God is shining a bright light on the evil deeds done by those in charge, deeds that are concealed in darkness designed to oppress and pillage the world populous. As the light gets brighter and brighter the people around the globe have become increasingly nauseated by the audacity of the Progressive/Nazi style propaganda, false flag operations and consequential destruction of the US Constitution by these leftist crooks. The movement to have them all held accountable is well under way. Knowing that is exactly why they pay traitors like you to attack the messenger. Good try, but no cigar!
Alex Jones is giving the most accurate information right now. These are conspiracy theories these are facts!
UmmmmmmKay! Ya’ll believe that junk if you want. You will go down with the rest of the morons involved in this ochlocracy!
You again, JayWill, Mr. Left-Leaning Avatar, Leftist Retard Troll?

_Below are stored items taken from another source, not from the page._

use clap::Parser;
use miette::Result;
use qcr::cli::{Cli, Commands, GlobalOpts};
use tracing_subscriber::EnvFilter;

fn main() -> Result<()> {
    // Reset SIGPIPE to default behavior (terminate silently) for proper Unix piping.
    #[cfg(unix)]
    {
        unsafe {
            libc::signal(libc::SIGPIPE, libc::SIG_DFL);
        }
    }
    miette::set_hook(Box::new(|_| {
        Box::new(
            miette::MietteHandlerOpts::new()
                .terminal_links(true)
                .unicode(true)
                .context_lines(2)
                .tab_width(4)
                .build(),
        )
    }))?;

    let cli = Cli::parse();
    let global = cli.global;
    init_tracing(&global);

    match cli.command {
        Commands::Generate(args) => qcr::cli::commands::generate::run(args, &global),
        Commands::Scan(args) => qcr::cli::commands::scan::run(args, &global),
        Commands::Sampling(args) => qcr::cli::commands::sampling::run(args, &global),
        Commands::ReportNo(args) => qcr::cli::commands::report_no::run(args),
        Commands::Config(cmd) => qcr::cli::commands::config::run(cmd, &global),
        Commands::Completions(args) => qcr::cli::commands::completions::run(args),
    }
}

/// Log to stderr; `RUST_LOG` wins over `-v` / `-q`
fn init_tracing(global: &GlobalOpts) {
    let level = if global.verbose {
        "debug"
    } else if global.quiet {
        "warn"
    } else {
        "info"
    };
    let env_filter = EnvFilter::try_from_default_env().unwrap_or_else(|_| EnvFilter::new(level));

    tracing_subscriber::fmt()
        .with_env_filter(env_filter)
        .with_target(false)
        .with_writer(std::io::stderr)
        .init();
}
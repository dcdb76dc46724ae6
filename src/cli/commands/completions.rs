//! Shell completion generation
//!
//! ```bash
//! # Bash - add to ~/.bashrc
//! source <(qcr completions bash)
//!
//! # Fish
//! qcr completions fish > ~/.config/fish/completions/qcr.fish
//! ```

use clap::CommandFactory;
use clap_complete::{generate, Shell};
use miette::Result;
use std::io;

use crate::cli::Cli;

#[derive(clap::Args, Debug)]
pub struct CompletionsArgs {
    /// Shell to generate completions for
    #[arg(value_enum)]
    pub shell: Shell,
}

pub fn run(args: CompletionsArgs) -> Result<()> {
    let mut cmd = Cli::command();
    generate(args.shell, &mut cmd, "qcr", &mut io::stdout());
    Ok(())
}
// src/error.rs

use thiserror::Error;

/// Errors surfaced by the kernel subsystem.
///
/// Only `Config` ever reaches the caller of the cache entry point; cache I/O
/// and decode problems are recovered internally by recomputing the kernel.
#[derive(Debug, Error)]
pub enum KernelError {
    /// Fatal configuration problem. No sensible kernel can be computed.
    #[error("configuration error: {0}")]
    Config(String),

    /// I/O failure while reading or writing a cache entry.
    #[error("io error: {0}")]
    Io(#[from] std::io::Error),

    /// A cache entry decompressed to the wrong number of bytes for the
    /// padded grid it claims to describe. The entry is treated as corrupt.
    #[error("cache entry has wrong payload size: expected {expected} bytes, got {got}")]
    SizeMismatch { expected: usize, got: usize },
}

pub type Result<T> = std::result::Result<T, KernelError>;
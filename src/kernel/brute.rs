// src/kernel/brute.rs
//
// Brute-force evaluation of the demagnetising tensor.
//
// Each tensor entry is the field at a destination cell due to a uniformly
// magnetised source cell, evaluated by the face-charge method: the source
// magnetisation along axis u is replaced by +/- magnetic surface charges on
// the two faces normal to u, the charges are discretised into point poles,
// and the resulting dipole field is averaged over the destination cell
// volume. Integration point counts adapt to the cell-to-cell distance via
// the accuracy parameter. This follows the approach of the MuMax3 design
// paper (Vansteenkiste et al., AIP Advances 4, 107133 (2014)).
//
// The three source axes are integrated by three parallel units. Unit s owns
// the upper-triangular slots (s, d>=s) outright, so the units share no
// mutable tensor state; a bounded channel carries each unit's finished
// buffers back to the orchestrator and doubles as the completion signal.
// Only the lower half of each padded axis is computed here; the mirrored
// half is reconstructed afterwards from parity.

use std::f64::consts::PI;
use std::sync::atomic::{AtomicUsize, Ordering};

use crossbeam_channel::bounded;

use crate::geometry::{kernel_ranges, wrap, GridGeometry, X, Y, Z};
use crate::progress::Progress;
use crate::tensor::{pair_index, KernelTensor, ScalarField3D};

/// Integrate the six upper-triangular components over the padded grid.
///
/// The returned tensor is half-filled: wrapped coordinates beyond half the
/// padded extent on any axis are left zero for `symmetry::reconstruct`.
pub fn calc_demag_kernel(
    geom: &GridGeometry,
    accuracy: f64,
    progress: &dyn Progress,
) -> KernelTensor {
    assert!(
        accuracy > 0.0,
        "kernel accuracy must be positive, got {}",
        accuracy
    );

    let padded = geom.padded_size();
    let cellsize = geom.cellsize;
    let (lo, hi) = kernel_ranges(padded, geom.pbc);
    let l_min = geom.min_cellsize();
    let n_cells = padded[X] * padded[Y] * padded[Z];

    let total_rows = ((1 + hi[Y] - lo[Y]) * (1 + hi[Z] - lo[Z])) as usize;
    progress.begin(total_rows);
    let rows_done = AtomicUsize::new(0);

    // Disjoint slot ownership per unit: s=0 -> XX,XY,XZ; s=1 -> YY,YZ;
    // s=2 -> ZZ. Buffers move into the closures and come back through the
    // channel, so the tensor needs no locking.
    let units: [Vec<Vec<f32>>; 3] = [
        vec![vec![0.0; n_cells]; 3],
        vec![vec![0.0; n_cells]; 2],
        vec![vec![0.0; n_cells]; 1],
    ];

    let (done_tx, done_rx) = bounded::<(usize, Vec<Vec<f32>>)>(3);
    let mut finished: [Option<Vec<Vec<f32>>>; 3] = [None, None, None];

    rayon::scope(|sc| {
        for (s, mut comps) in units.into_iter().enumerate() {
            let done_tx = done_tx.clone();
            let rows_done = &rows_done;
            sc.spawn(move |_| {
                integrate_source_axis(
                    s,
                    &mut comps,
                    padded,
                    cellsize,
                    lo,
                    hi,
                    l_min,
                    accuracy,
                    if s == X {
                        Some((progress, rows_done))
                    } else {
                        None
                    },
                );
                // capacity 3, one send per unit: cannot block
                let _ = done_tx.send((s, comps));
            });
        }
        drop(done_tx);

        // The three receives are the only synchronisation point.
        for _ in 0..3 {
            let (s, comps) = done_rx
                .recv()
                .expect("integration unit terminated without a result");
            finished[s] = Some(comps);
        }
    });

    progress.finish();

    let mut kernel = KernelTensor::empty(padded);
    for (s, comps) in finished.into_iter().enumerate() {
        let comps = comps.expect("all three units joined");
        for (k, buf) in comps.into_iter().enumerate() {
            kernel.set_pair(pair_index(s, s + k), ScalarField3D::from_vec(padded, buf));
        }
    }
    kernel
}

/// One parallel unit: all destination offsets for source axis `s`.
/// `comps[d - s]` is the buffer for tensor slot (s, d).
fn integrate_source_axis(
    s: usize,
    comps: &mut [Vec<f32>],
    padded: [usize; 3],
    cellsize: [f64; 3],
    lo: [isize; 3],
    hi: [isize; 3],
    l_min: f64,
    accuracy: f64,
    progress: Option<(&dyn Progress, &AtomicUsize)>,
) {
    let u = s; // source axis
    let v = (s + 1) % 3; // transverse to the source faces
    let w = (s + 2) % 3;

    let mut r = [0.0f64; 3]; // destination cell centre
    let mut pole = [0.0f64; 3]; // point pole position on a source face

    for z in lo[Z]..=hi[Z] {
        let zw = wrap(z, padded[Z]);
        // mirror half, filled in afterwards from parity
        if zw > padded[Z] / 2 {
            continue;
        }
        r[Z] = z as f64 * cellsize[Z];

        for y in lo[Y]..=hi[Y] {
            let yw = wrap(y, padded[Y]);
            if yw > padded[Y] / 2 {
                continue;
            }
            r[Y] = y as f64 * cellsize[Y];

            // row count from the X unit only; display-only, never numerical
            if let Some((progress, rows_done)) = progress {
                progress.update(rows_done.fetch_add(1, Ordering::Relaxed) + 1);
            }

            for x in lo[X]..=hi[X] {
                let xw = wrap(x, padded[X]);
                if xw > padded[X] / 2 {
                    continue;
                }
                r[X] = x as f64 * cellsize[X];

                // Quadrature density from the closest surface-to-surface
                // distance; the self term falls back to the cell scale so
                // the division below never sees zero.
                let dx_min = delta(x) * cellsize[X];
                let dy_min = delta(y) * cellsize[Y];
                let dz_min = delta(z) * cellsize[Z];
                let mut d = (dx_min * dx_min + dy_min * dy_min + dz_min * dz_min).sqrt();
                if d == 0.0 {
                    d = l_min;
                }
                let max_size = d / accuracy;

                let nx = points(cellsize[X] / max_size);
                let ny = points(cellsize[Y] / max_size);
                let nz = points(cellsize[Z] / max_size);
                // Stagger the source-face grid against the destination
                // volume grid. Un-staggered grids alias badly near the self
                // term; do not remove the doubling.
                let nv = 2 * points(cellsize[v] / max_size);
                let nw = 2 * points(cellsize[w] / max_size);

                let scale = 1.0 / ((nv * nw * nx * ny * nz) as f64);
                let surface = cellsize[v] * cellsize[w];
                let charge = surface * scale; // per point pole, unit M_u
                let pu1 = 0.5 * cellsize[u]; // positive pole plane
                let pu2 = -pu1; // negative pole plane

                // Surface integral over the source faces, volume integral
                // over the destination cell, accumulated in f64.
                let mut b = [0.0f64; 3];
                for i in 0..nv {
                    pole[v] = -0.5 * cellsize[v]
                        + cellsize[v] / (2 * nv) as f64
                        + i as f64 * (cellsize[v] / nv as f64);

                    for j in 0..nw {
                        pole[w] = -0.5 * cellsize[w]
                            + cellsize[w] / (2 * nw) as f64
                            + j as f64 * (cellsize[w] / nw as f64);

                        for ax in 0..nx {
                            let rx = r[X] - 0.5 * cellsize[X]
                                + cellsize[X] / (2 * nx) as f64
                                + ax as f64 * (cellsize[X] / nx as f64);

                            for ay in 0..ny {
                                let ry = r[Y] - 0.5 * cellsize[Y]
                                    + cellsize[Y] / (2 * ny) as f64
                                    + ay as f64 * (cellsize[Y] / ny as f64);

                                for az in 0..nz {
                                    let rz = r[Z] - 0.5 * cellsize[Z]
                                        + cellsize[Z] / (2 * nz) as f64
                                        + az as f64 * (cellsize[Z] / nz as f64);

                                    // + pole
                                    pole[u] = pu1;
                                    let r1x = rx - pole[X];
                                    let r1y = ry - pole[Y];
                                    let r1z = rz - pole[Z];
                                    let r1 = (r1x * r1x + r1y * r1y + r1z * r1z).sqrt();
                                    let q1 = charge / (4.0 * PI * r1 * r1 * r1);
                                    let bx1 = r1x * q1;
                                    let by1 = r1y * q1;
                                    let bz1 = r1z * q1;

                                    // - pole
                                    pole[u] = pu2;
                                    let r2x = rx - pole[X];
                                    let r2y = ry - pole[Y];
                                    let r2z = rz - pole[Z];
                                    let r2 = (r2x * r2x + r2y * r2y + r2z * r2z).sqrt();
                                    let q2 = -charge / (4.0 * PI * r2 * r2 * r2);

                                    // addition ordered for accuracy
                                    b[X] += bx1 + r2x * q2;
                                    b[Y] += by1 + r2y * q2;
                                    b[Z] += bz1 + r2z * q2;
                                }
                            }
                        }
                    }
                }

                let idx = (zw * padded[Y] + yw) * padded[X] + xw;
                for dst in s..3 {
                    // += folds periodic images onto the same wrapped cell
                    comps[dst - s][idx] += b[dst] as f32;
                }
            }
        }
    }
}

/// Integration point count for one dimension: at least one point,
/// round-to-nearest otherwise.
#[inline]
fn points(x: f64) -> usize {
    (x.max(1.0) + 0.5) as usize
}

/// Closest distance between two cells along one axis, in units of the cell
/// size, given the integer centre offset. Touching cells (|d| <= 1) give 0.
#[inline]
fn delta(d: isize) -> f64 {
    let a = d.abs();
    if a > 0 {
        (a - 1) as f64
    } else {
        0.0
    }
}
// src/kernel/codec.rs
//
// On-disk encoding of the kernel tensor: the stored components in fixed
// XX, XY, XZ, YY, YZ, ZZ order (four components for thickness-1 meshes),
// each value as 4-byte little-endian f32 in z,y,x traversal, the whole
// payload zstd-compressed in one piece. The layout carries no header; the
// cache filename already pins the geometry, and the decoded byte count is
// checked against the padded size as the integrity backstop.

use crate::error::{KernelError, Result};
use crate::geometry::{X, Y, Z};
use crate::tensor::{pair_index, KernelTensor, ScalarField3D, TENSOR_PAIRS};

/// Component slots stored for a given padded size, in layout order.
fn stored_pairs(padded: [usize; 3]) -> Vec<usize> {
    let two_d = padded[Z] == 1;
    (0..TENSOR_PAIRS.len())
        .filter(|&c| !(two_d && (c == pair_index(X, Z) || c == pair_index(Y, Z))))
        .collect()
}

/// Serialise and compress a kernel tensor.
pub fn encode(kernel: &KernelTensor) -> Result<Vec<u8>> {
    let mut raw = Vec::with_capacity(kernel.component_count() * kernel.cells() * 4);
    for (_, field) in kernel.present() {
        // the flat buffer is already in z,y,x nested order
        for v in &field.data {
            raw.extend_from_slice(&v.to_le_bytes());
        }
    }
    let compressed = zstd::stream::encode_all(raw.as_slice(), 0)?;
    Ok(compressed)
}

/// Decompress and rebuild a kernel tensor for the given padded size.
///
/// Fails with `SizeMismatch` when the payload length does not match the
/// expected component count times the grid volume; a truncated or foreign
/// cache entry is reported rather than sliced into a malformed tensor.
pub fn decode(bytes: &[u8], padded: [usize; 3]) -> Result<KernelTensor> {
    let raw = zstd::stream::decode_all(bytes)?;

    let cells = padded[X] * padded[Y] * padded[Z];
    let pairs = stored_pairs(padded);
    let expected = pairs.len() * cells * 4;
    if raw.len() != expected {
        return Err(KernelError::SizeMismatch {
            expected,
            got: raw.len(),
        });
    }

    let mut kernel = KernelTensor::empty(padded);
    for (slot, c) in pairs.into_iter().enumerate() {
        let start = slot * cells * 4;
        let mut data = Vec::with_capacity(cells);
        for chunk in raw[start..start + cells * 4].chunks_exact(4) {
            data.push(f32::from_le_bytes([chunk[0], chunk[1], chunk[2], chunk[3]]));
        }
        kernel.set_pair(c, ScalarField3D::from_vec(padded, data));
    }
    Ok(kernel)
}
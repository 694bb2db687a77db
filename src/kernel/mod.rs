// src/kernel/mod.rs
//
// Demagnetising-kernel pipeline: geometry planning feeds the brute-force
// integrator, symmetry reconstruction completes the mirrored halves, and the
// cache wraps the result in compressed on-disk entries.
//
// The kernel is the dimensionless interaction tensor N: convolving N with the
// magnetisation M (A/m) yields H_demag (A/m); the field solver applies mu0
// downstream. It is computed once per mesh configuration and reused for the
// whole run.

pub mod brute;
pub mod cache;
pub mod codec;
pub mod symmetry;

use crate::error::Result;
use crate::geometry::GridGeometry;
use crate::progress::Progress;
use crate::tensor::KernelTensor;

/// Compute the kernel, consulting and maintaining the disk cache.
///
/// An empty `cache_dir` disables caching entirely. Cache trouble of any kind
/// degrades to a plain recomputation; the only error that reaches the caller
/// is a rejected geometry.
pub fn demag_kernel(
    geom: &GridGeometry,
    accuracy: f64,
    cache_dir: &str,
    progress: &dyn Progress,
) -> Result<KernelTensor> {
    cache::load_or_compute(geom, accuracy, cache_dir, progress)
}

/// Compute the kernel without touching the disk.
pub fn compute_demag_kernel(
    geom: &GridGeometry,
    accuracy: f64,
    progress: &dyn Progress,
) -> Result<KernelTensor> {
    geom.validate()?;
    let mut kernel = brute::calc_demag_kernel(geom, accuracy, progress);
    symmetry::reconstruct(&mut kernel);
    Ok(kernel)
}
// src/kernel/symmetry.rs
//
// Reconstruction of the mirror halves the integrator skipped.
//
// The interaction tensor is invariant under mirroring a coordinate axis up
// to a component-wise sign: a component flips sign when exactly one of its
// two indices matches the mirrored axis.
//
//   mirror | XX  XY  XZ  YY  YZ  ZZ
//   x->N-x |  +   -   -   +   +   +
//   y->N-y |  +   -   +   +   -   +
//   z->N-z |  +   +   -   +   -   +

use crate::geometry::{X, Y, Z};
use crate::tensor::{pair_index, KernelTensor};

/// Per-axis reflection signs for the upper-triangular components in
/// XX, XY, XZ, YY, YZ, ZZ order.
const MIRROR_SIGNS: [[f32; 6]; 3] = [
    [1.0, -1.0, -1.0, 1.0, 1.0, 1.0],
    [1.0, -1.0, 1.0, 1.0, -1.0, 1.0],
    [1.0, 1.0, -1.0, 1.0, -1.0, 1.0],
];

/// Fill the skipped halves in place.
///
/// Pass order is X, then Y, then Z: the Y pass reads rows the X pass has
/// already completed, and the Z pass reads planes completed by both, which
/// is what populates the corner and edge regions correctly. For a
/// thickness-1 mesh the out-of-plane components are dropped afterwards.
pub fn reconstruct(kernel: &mut KernelTensor) {
    let [nx, ny, nz] = kernel.size;
    let idx = |x: usize, y: usize, z: usize| (z * ny + y) * nx + x;

    for c in 0..6 {
        let sx = MIRROR_SIGNS[X][c];
        let sy = MIRROR_SIGNS[Y][c];
        let sz = MIRROR_SIGNS[Z][c];

        if let Some(f) = kernel.pair_mut(c) {
            let data = &mut f.data;

            for z in 0..nz {
                for y in 0..ny {
                    for x in nx / 2 + 1..nx {
                        data[idx(x, y, z)] = sx * data[idx(nx - x, y, z)];
                    }
                }
            }
            for z in 0..nz {
                for y in ny / 2 + 1..ny {
                    for x in 0..nx {
                        data[idx(x, y, z)] = sy * data[idx(x, ny - y, z)];
                    }
                }
            }
            for z in nz / 2 + 1..nz {
                for y in 0..ny {
                    for x in 0..nx {
                        data[idx(x, y, z)] = sz * data[idx(x, y, nz - z)];
                    }
                }
            }
        }
    }

    if kernel.is_2d() {
        // the out-of-plane couplings vanish for a single plane; absent, not
        // just zero, so the convolution engine skips the terms entirely
        kernel.drop_pair(pair_index(X, Z));
        kernel.drop_pair(pair_index(Y, Z));
    }
}

#[cfg(test)]
mod tests {
    use super::*;
    use crate::tensor::{ScalarField3D, TENSOR_PAIRS};

    /// Deterministic non-symmetric fill for the kept (lower) region.
    fn seeded_tensor(size: [usize; 3]) -> KernelTensor {
        let mut kernel = KernelTensor::empty(size);
        for c in 0..6 {
            let mut f = ScalarField3D::new(size);
            for z in 0..=size[2] / 2 {
                for y in 0..=size[1] / 2 {
                    for x in 0..=size[0] / 2 {
                        let i = f.idx(x, y, z);
                        f.data[i] = (c * 1000 + x * 100 + y * 10 + z) as f32 + 1.0;
                    }
                }
            }
            kernel.set_pair(c, f);
        }
        kernel
    }

    #[test]
    fn mirror_laws_hold_on_every_axis() {
        let size = [8, 6, 4];
        let mut kernel = seeded_tensor(size);
        reconstruct(&mut kernel);

        for (c, &(i, j)) in TENSOR_PAIRS.iter().enumerate() {
            let f = kernel.get(i, j).expect("component present");
            for z in 0..size[2] {
                for y in 0..size[1] {
                    // X mirror
                    for x in size[0] / 2 + 1..size[0] {
                        assert_eq!(
                            f.at(x, y, z),
                            MIRROR_SIGNS[X][c] * f.at(size[0] - x, y, z),
                            "X mirror broken for pair {} at ({},{},{})",
                            c,
                            x,
                            y,
                            z
                        );
                    }
                }
            }
            for z in 0..size[2] {
                for y in size[1] / 2 + 1..size[1] {
                    for x in 0..size[0] {
                        assert_eq!(
                            f.at(x, y, z),
                            MIRROR_SIGNS[Y][c] * f.at(x, size[1] - y, z),
                            "Y mirror broken for pair {} at ({},{},{})",
                            c,
                            x,
                            y,
                            z
                        );
                    }
                }
            }
            for z in size[2] / 2 + 1..size[2] {
                for y in 0..size[1] {
                    for x in 0..size[0] {
                        assert_eq!(
                            f.at(x, y, z),
                            MIRROR_SIGNS[Z][c] * f.at(x, y, size[2] - z),
                            "Z mirror broken for pair {} at ({},{},{})",
                            c,
                            x,
                            y,
                            z
                        );
                    }
                }
            }
        }
    }

    #[test]
    fn two_d_reconstruction_drops_out_of_plane_components() {
        let mut kernel = seeded_tensor([4, 4, 1]);
        reconstruct(&mut kernel);

        assert!(kernel.get(X, Z).is_none());
        assert!(kernel.get(Y, Z).is_none());
        assert!(kernel.get(Z, X).is_none());
        assert_eq!(kernel.component_count(), 4);
    }
}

I don’t like A.J. either… but for far different reasons than you. I don’t like him because he’s a gatekeeper and shills for the Jews. As far as his “conspiracy theories”, about 80% of what he talks about are F.A.C.T., jack, which can be easily proven. But he never points out the 4,000 lb gorilla in the room… the fact that 90% of the people who own the evil MSM and all of the other crap he talks about are Jews. Now, you can dislike him all you like, Lefty cuck-boy, I couldn’t care less. In fact, it’s a given that someone like you, a known spineless retard, would be against anything that Whites care about. But put your money where your mouth is: Prove that the stuff Jones covers are “conspiracy theories”, that they have no basis in fact.
You can’t. Keep being a stupid Lefty cuck stooge, punk boy.
Do you ever wonder what life would be like if you’d had enough oxygen at birth?